Colorectal cancer is the third most commonly diagnosed cancer worldwide and the second leading cause of cancer-related deaths, while its resistance to treatment continues to represent a major therapeutic challenge. In the present study, a series of phenothiazine derivatives, including hybrids containing a 1,2,3-triazole linker and the zidovudine (AZT) fragment, were synthesized and evaluated for their anticancer activity against colorectal cancer cell lines HCT116 and HT-29 as well as non-cancerous BEAS-2B cells. Cytotoxic activity was determined using the Alamar Blue assay, while the mechanisms of action were investigated by flow cytometric analysis of apoptosis, cell cycle progression, and reactive oxygen species (ROS) generation.
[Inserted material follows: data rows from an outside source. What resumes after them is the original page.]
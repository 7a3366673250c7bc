use anyhow::{Context, Result};
use std::ffi::CStr;
use std::mem::MaybeUninit;
use x11rb::connection::Connection;
use x11rb::rust_connection::RustConnection;

use super::{PlatformProbe, ScreenResolution};

/// An open connection to a display server
///
/// Implementors release the server-side connection when dropped, so a
/// connection is closed exactly once on every exit path of the caller.
pub trait DisplayConnection {
    /// Width and height in pixels of the connection's default screen
    fn default_screen_size(&self) -> Result<(i64, i64)>;
}

/// A display server that connections can be opened against
pub trait DisplayServer {
    type Connection: DisplayConnection;

    fn open(&self) -> Result<Self::Connection>;
}

/// The X server named by `$DISPLAY` (or an explicit display name)
#[derive(Debug, Default)]
pub struct X11Server {
    display_name: Option<String>,
}

#[cfg(test)]
impl X11Server {
    pub fn with_display(display_name: impl Into<String>) -> Self {
        Self {
            display_name: Some(display_name.into()),
        }
    }
}

impl DisplayServer for X11Server {
    type Connection = X11Connection;

    fn open(&self) -> Result<X11Connection> {
        let name = self.display_name.as_deref();
        let (conn, screen_num) = x11rb::connect(name).with_context(|| {
            format!(
                "Failed to open X display {}",
                name.unwrap_or("from $DISPLAY")
            )
        })?;

        tracing::debug!("Opened X display connection, default screen {}", screen_num);

        Ok(X11Connection { conn, screen_num })
    }
}

/// Live X11 connection, closed when dropped
pub struct X11Connection {
    conn: RustConnection,
    screen_num: usize,
}

impl DisplayConnection for X11Connection {
    fn default_screen_size(&self) -> Result<(i64, i64)> {
        let screen = self
            .conn
            .setup()
            .roots
            .get(self.screen_num)
            .with_context(|| format!("X server has no screen {}", self.screen_num))?;

        Ok((
            screen.width_in_pixels.into(),
            screen.height_in_pixels.into(),
        ))
    }
}

impl Drop for X11Connection {
    fn drop(&mut self) {
        // The socket itself is shut down when `conn` is dropped right after this
        tracing::debug!("Closing X display connection");
    }
}

/// POSIX probe: `uname(2)` for the OS identity, the X server for the display
#[derive(Debug)]
pub struct LinuxProbe<D: DisplayServer = X11Server> {
    display: D,
}

impl Default for LinuxProbe {
    fn default() -> Self {
        Self::with_display_server(X11Server::default())
    }
}

impl<D: DisplayServer> LinuxProbe<D> {
    pub fn with_display_server(display: D) -> Self {
        Self { display }
    }
}

impl<D: DisplayServer> PlatformProbe for LinuxProbe<D> {
    fn query_os_identity(&self) -> Result<String> {
        let (sysname, release) = uname()?;
        Ok(format!("{} {}", sysname, release))
    }

    fn query_screen_resolution(&self) -> Result<ScreenResolution> {
        let connection = self.display.open()?;
        let (width, height) = connection.default_screen_size()?;
        ScreenResolution::new(width, height)
    }
}

/// Kernel name and release, e.g. `("Linux", "6.1.0-13-amd64")`
fn uname() -> Result<(String, String)> {
    let mut uts = MaybeUninit::<libc::utsname>::uninit();

    let rc = unsafe { libc::uname(uts.as_mut_ptr()) };
    if rc != 0 {
        return Err(std::io::Error::last_os_error()).context("uname failed");
    }

    // SAFETY: uname returned 0, so every field holds a NUL-terminated string
    let uts = unsafe { uts.assume_init() };
    let sysname = unsafe { CStr::from_ptr(uts.sysname.as_ptr()) };
    let release = unsafe { CStr::from_ptr(uts.release.as_ptr()) };

    Ok((
        sysname.to_string_lossy().into_owned(),
        release.to_string_lossy().into_owned(),
    ))
}
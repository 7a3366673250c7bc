//! Platform-specific OS identity and display resolution queries
//!
//! Exactly one variant is compiled in for the build target. Each variant
//! only implements the fallible native queries; the fallback to
//! [`UNKNOWN`] and the diagnostic logging live in the provided methods of
//! [`PlatformProbe`] so every platform behaves the same way on failure.

#[cfg(target_os = "windows")]
pub mod windows;

#[cfg(target_os = "macos")]
pub mod macos;

#[cfg(all(unix, not(target_os = "macos")))]
pub mod linux;

use anyhow::Result;
use std::fmt;

/// Value written in place of anything that could not be resolved
pub const UNKNOWN: &str = "Unknown";

/// Pixel dimensions of the primary display
///
/// Both dimensions are always positive.
#[derive(Debug, Clone, Copy, PartialEq, Eq)]
pub struct ScreenResolution {
    width: u32,
    height: u32,
}

impl ScreenResolution {
    /// Build a resolution from raw dimensions reported by a native API
    ///
    /// Zero or negative dimensions are rejected instead of producing a
    /// degenerate `0x0` string.
    pub fn new(width: i64, height: i64) -> Result<Self> {
        if width <= 0 || height <= 0 {
            anyhow::bail!("Display reported an invalid size: {}x{}", width, height);
        }

        Ok(Self {
            width: u32::try_from(width)?,
            height: u32::try_from(height)?,
        })
    }

    pub fn width(&self) -> u32 {
        self.width
    }

    pub fn height(&self) -> u32 {
        self.height
    }
}

impl fmt::Display for ScreenResolution {
    fn fmt(&self, f: &mut fmt::Formatter<'_>) -> fmt::Result {
        write!(f, "{}x{}", self.width(), self.height())
    }
}

/// Native OS and display queries for one target platform
pub trait PlatformProbe {
    /// Query the human-readable OS identity (platform label and release)
    fn query_os_identity(&self) -> Result<String>;

    /// Query the pixel size of the primary display
    fn query_screen_resolution(&self) -> Result<ScreenResolution>;

    /// Resolve the OS identity, falling back to [`UNKNOWN`]
    ///
    /// Never fails. Query errors are reported on the diagnostic stream.
    fn resolve_os_identity(&self) -> String {
        match self.query_os_identity() {
            Ok(identity) if !identity.trim().is_empty() => {
                tracing::debug!("Resolved OS identity: {}", identity);
                identity
            }
            Ok(_) => {
                tracing::error!("OS identity query returned an empty string");
                UNKNOWN.to_string()
            }
            Err(e) => {
                tracing::error!("Failed to query OS identity: {:#}", e);
                UNKNOWN.to_string()
            }
        }
    }

    /// Resolve the screen resolution as `<width>x<height>`, falling back to [`UNKNOWN`]
    fn resolve_screen_resolution(&self) -> String {
        match self.query_screen_resolution() {
            Ok(resolution) => {
                tracing::debug!("Resolved screen resolution: {}", resolution);
                resolution.to_string()
            }
            Err(e) => {
                tracing::error!("Failed to query screen resolution: {:#}", e);
                UNKNOWN.to_string()
            }
        }
    }
}

#[cfg(target_os = "windows")]
pub type NativeProbe = windows::WindowsProbe;

#[cfg(target_os = "macos")]
pub type NativeProbe = macos::MacosProbe;

#[cfg(all(unix, not(target_os = "macos")))]
pub type NativeProbe = linux::LinuxProbe;

#[cfg(not(any(unix, target_os = "windows")))]
pub type NativeProbe = UnsupportedProbe;

/// Construct the probe for the platform this binary was built for
pub fn native() -> NativeProbe {
    NativeProbe::default()
}

/// Probe for targets without a native implementation
///
/// Every query fails, so both values resolve to [`UNKNOWN`].
#[cfg(not(any(unix, target_os = "windows")))]
#[derive(Debug, Default)]
pub struct UnsupportedProbe;

#[cfg(not(any(unix, target_os = "windows")))]
impl PlatformProbe for UnsupportedProbe {
    fn query_os_identity(&self) -> Result<String> {
        anyhow::bail!("Unsupported operating system for OS identity queries")
    }

    fn query_screen_resolution(&self) -> Result<ScreenResolution> {
        anyhow::bail!("Unsupported operating system for display queries")
    }
}

#[cfg(test)]
mod tests {
    use super::*;

    struct FakeProbe {
        identity: Option<&'static str>,
        size: Option<(i64, i64)>,
    }

    impl PlatformProbe for FakeProbe {
        fn query_os_identity(&self) -> Result<String> {
            match self.identity {
                Some(identity) => Ok(identity.to_string()),
                None => anyhow::bail!("identity query failed"),
            }
        }

        fn query_screen_resolution(&self) -> Result<ScreenResolution> {
            match self.size {
                Some((width, height)) => ScreenResolution::new(width, height),
                None => anyhow::bail!("display query failed"),
            }
        }
    }

    fn is_resolution(value: &str) -> bool {
        let Some((width, height)) = value.split_once('x') else {
            return false;
        };
        [width, height].iter().all(|part| {
            !part.is_empty()
                && !part.starts_with('0')
                && part.chars().all(|c| c.is_ascii_digit())
        })
    }

    #[test]
    fn test_resolution_formats_width_by_height() {
        let resolution = ScreenResolution::new(1920, 1080).unwrap();
        assert_eq!(resolution.to_string(), "1920x1080");
        assert_eq!(resolution.width(), 1920);
        assert_eq!(resolution.height(), 1080);
    }

    #[test]
    fn test_resolution_rejects_degenerate_sizes() {
        assert!(ScreenResolution::new(0, 1080).is_err());
        assert!(ScreenResolution::new(1920, 0).is_err());
        assert!(ScreenResolution::new(-1, 768).is_err());
        assert!(ScreenResolution::new(i64::MAX, 768).is_err());
    }

    #[test]
    fn test_resolve_returns_values_on_success() {
        let probe = FakeProbe {
            identity: Some("Linux 6.1.0"),
            size: Some((2560, 1440)),
        };

        assert_eq!(probe.resolve_os_identity(), "Linux 6.1.0");
        assert_eq!(probe.resolve_screen_resolution(), "2560x1440");
        assert!(is_resolution(&probe.resolve_screen_resolution()));
    }

    #[test]
    fn test_resolve_falls_back_to_unknown_on_failure() {
        let probe = FakeProbe {
            identity: None,
            size: None,
        };

        assert_eq!(probe.resolve_os_identity(), UNKNOWN);
        assert_eq!(probe.resolve_screen_resolution(), UNKNOWN);
    }

    #[test]
    fn test_zero_dimension_resolves_to_unknown() {
        let probe = FakeProbe {
            identity: Some("Linux 6.1.0"),
            size: Some((1920, 0)),
        };

        assert_eq!(probe.resolve_screen_resolution(), UNKNOWN);
    }

    #[test]
    fn test_empty_identity_resolves_to_unknown() {
        let probe = FakeProbe {
            identity: Some("  "),
            size: None,
        };

        assert_eq!(probe.resolve_os_identity(), UNKNOWN);
    }

    #[test]
    fn test_native_identity_is_deterministic() {
        let probe = native();
        assert_eq!(probe.resolve_os_identity(), probe.resolve_os_identity());
        assert!(!probe.resolve_os_identity().is_empty());
    }

    #[test]
    fn test_native_resolution_is_valid_or_unknown() {
        let resolution = native().resolve_screen_resolution();
        assert!(resolution == UNKNOWN || is_resolution(&resolution), "got {}", resolution);
    }
}
//! Parallel fold: line-aligned shards folded on a rayon pool, then merged.

use crate::aggregate::AggregationTable;
use crate::engine::sequential::{fold_slice, SequentialFold};
use crate::engine::FoldStrategy;
use crate::error::{RbrcError, Result};
use crate::parser::ParseOptions;
use crate::tokenizer::aligned_ranges;
use log::debug;
use rayon::prelude::*;
use rayon::ThreadPoolBuilder;

/// Folds independent shards of the input in parallel
///
/// Each shard is folded into a private [`AggregationTable`]; partial tables are
/// combined with [`AggregationTable::merge`] in a parallel reduction. There is
/// no shared mutable state between workers.
///
/// In strict mode every shard stops at its own first bad record, and the error
/// with the smallest offset wins, so the reported error is the one a
/// sequential fold would report.
#[derive(Debug, Clone, Copy)]
pub struct ShardedFold {
    threads: usize,
    min_shard_bytes: usize,
}

impl ShardedFold {
    /// Inputs are not split below this many bytes per shard by default
    pub const DEFAULT_MIN_SHARD_BYTES: usize = 1024 * 1024;

    /// Create a fold running on `threads` workers
    ///
    /// # Panics
    ///
    /// Panics if `threads == 0`.
    pub fn new(threads: usize) -> Self {
        assert!(threads > 0, "threads must be > 0");
        Self {
            threads,
            min_shard_bytes: Self::DEFAULT_MIN_SHARD_BYTES,
        }
    }

    /// Override the smallest shard size worth handing to a worker
    pub fn with_min_shard_bytes(mut self, min_shard_bytes: usize) -> Self {
        self.min_shard_bytes = min_shard_bytes.max(1);
        self
    }

    fn shard_count(&self, len: usize) -> usize {
        (len / self.min_shard_bytes).clamp(1, self.threads)
    }
}

impl FoldStrategy for ShardedFold {
    fn fold<'a>(&self, data: &'a [u8], options: &ParseOptions) -> Result<AggregationTable<'a>> {
        let ranges = aligned_ranges(data, self.shard_count(data.len()));
        if ranges.len() <= 1 {
            return SequentialFold.fold(data, options);
        }

        debug!(
            "folding {} bytes in {} shards on {} threads",
            data.len(),
            ranges.len(),
            self.threads
        );

        let pool = ThreadPoolBuilder::new()
            .num_threads(self.threads)
            .build()
            .map_err(|e| RbrcError::execution(format!("failed to build worker pool: {}", e)))?;

        pool.install(|| {
            ranges
                .into_par_iter()
                .map(|range| fold_slice(&data[range.clone()], range.start, options))
                .reduce(|| Ok(AggregationTable::new()), combine)
        })
    }
}

fn combine<'a>(
    left: Result<AggregationTable<'a>>,
    right: Result<AggregationTable<'a>>,
) -> Result<AggregationTable<'a>> {
    match (left, right) {
        (Ok(mut acc), Ok(part)) => {
            acc.merge(part);
            Ok(acc)
        }
        (Err(err), Ok(_)) | (Ok(_), Err(err)) => Err(err),
        (Err(a), Err(b)) => {
            if b.record_offset() < a.record_offset() {
                Err(b)
            } else {
                Err(a)
            }
        }
    }
}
Additionally, changes in the expression of genes associated with apoptosis, oxidative stress, and DNA damage response were analyzed by RT-qPCR. The obtained results demonstrated that AZT-containing derivatives exhibited stronger anticancer activity than non-conjugated phenothiazine analogs. Compounds A9–A12 induced pronounced apoptosis and significant disturbances in cell cycle progression, particularly in HCT116 cells. Among the analyzed derivatives, compound A9 displayed the most favorable overall biological profile, combining strong proapoptotic and cytotoxic activity with relatively high selectivity toward cancer cells and moderate effects on non-cancerous cells. The results indicate that molecular hybridization of phenothiazine derivatives with the AZT scaffold represents a promising strategy for the development of novel anticancer agents targeting colorectal cancer.